For every line in the records that has the word "computed", make a copy.

● ● ● ●

//! Engine-owned selection side table
//!
//! The table maps each record set to the ids of its currently selected
//! records. Record sets themselves are never mutated. Temporary narrowing of
//! one set (e.g. exporting a single set from a detail view) goes through
//! [`Selection::scoped_override`], whose guard puts the computed selection
//! back when it is dropped.

use super::error::SelectionError;
use crate::library::{Record, RecordSet};
use std::collections::HashMap;
use std::ops::Deref;
use uuid::Uuid;

/// Aggregate counts of one selection pass
#[derive(Debug, Clone, Copy, Default, PartialEq, Eq)]
pub struct SelectionCounts {
    pub records: usize,
    pub sets: usize,
}

/// Selected record ids per record set
#[derive(Debug, Clone, Default, PartialEq, Eq)]
pub struct Selection {
    selected: HashMap<Uuid, Vec<Uuid>>,
}

impl Selection {
    /// Every record of every set selected
    #[must_use]
    pub fn all(sets: &[RecordSet]) -> Self {
        let selected = sets
            .iter()
            .map(|set| (set.id, set.records.iter().map(|r| r.id).collect()))
            .collect();
        Self { selected }
    }

    pub(crate) fn set(&mut self, set_id: Uuid, records: Vec<Uuid>) {
        self.selected.insert(set_id, records);
    }

    pub(crate) fn clear(&mut self) {
        self.selected.clear();
    }

    /// Selected record ids of a set, empty if nothing is selected
    #[must_use]
    pub fn selected(&self, set_id: Uuid) -> &[Uuid] {
        self.selected.get(&set_id).map_or(&[], Vec::as_slice)
    }

    /// A set counts as selected if at least one of its records is
    #[must_use]
    pub fn is_selected(&self, set_id: Uuid) -> bool {
        !self.selected(set_id).is_empty()
    }

    /// Selected records of a set, in the set's own order
    pub fn selected_records<'a>(&'a self, set: &'a RecordSet) -> impl Iterator<Item = &'a Record> {
        let ids = self.selected(set.id);
        set.records.iter().filter(move |r| ids.contains(&r.id))
    }

    #[must_use]
    pub fn counts(&self) -> SelectionCounts {
        self.selected
            .values()
            .filter(|ids| !ids.is_empty())
            .fold(SelectionCounts::default(), |acc, ids| SelectionCounts {
                records: acc.records + ids.len(),
                sets: acc.sets + 1,
            })
    }

    /// Temporarily replace the selection of one set
    ///
    /// The previous selection is restored when the returned guard is dropped,
    /// including during unwinding.
    ///
    /// # Errors
    ///
    /// Returns `SelectionError` if the set is unknown or a record id does not
    /// belong to the set.
    pub fn scoped_override<'a>(
        &'a mut self,
        set: &RecordSet,
        records: Vec<Uuid>,
    ) -> Result<SelectionOverride<'a>, SelectionError> {
        if !self.selected.contains_key(&set.id) {
            return Err(SelectionError::UnknownSet(set.id));
        }
        if let Some(&record) = records.iter().find(|id| set.record(**id).is_none()) {
            return Err(SelectionError::RecordNotInSet {
                set: set.id,
                record,
            });
        }

        let previous = self.selected.insert(set.id, records);
        Ok(SelectionOverride {
            selection: self,
            set_id: set.id,
            previous,
        })
    }
}

/// Guard restoring a set's computed selection on drop
#[derive(Debug)]
pub struct SelectionOverride<'a> {
    selection: &'a mut Selection,
    set_id: Uuid,
    previous: Option<Vec<Uuid>>,
}

impl Deref for SelectionOverride<'_> {
    type Target = Selection;

    fn deref(&self) -> &Self::Target {
        self.selection
    }
}

impl Drop for SelectionOverride<'_> {
    fn drop(&mut self) {
        match self.previous.take() {
            Some(previous) => {
                self.selection.selected.insert(self.set_id, previous);
            }
            None => {
                self.selection.selected.remove(&self.set_id);
            }
        }
    }
}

● ● ● ●

▶ ANSWER TO THIS TASK:
//! [`Selection::scoped_override`], whose guard puts the computed selection
/// Guard restoring a set's computed selection on drop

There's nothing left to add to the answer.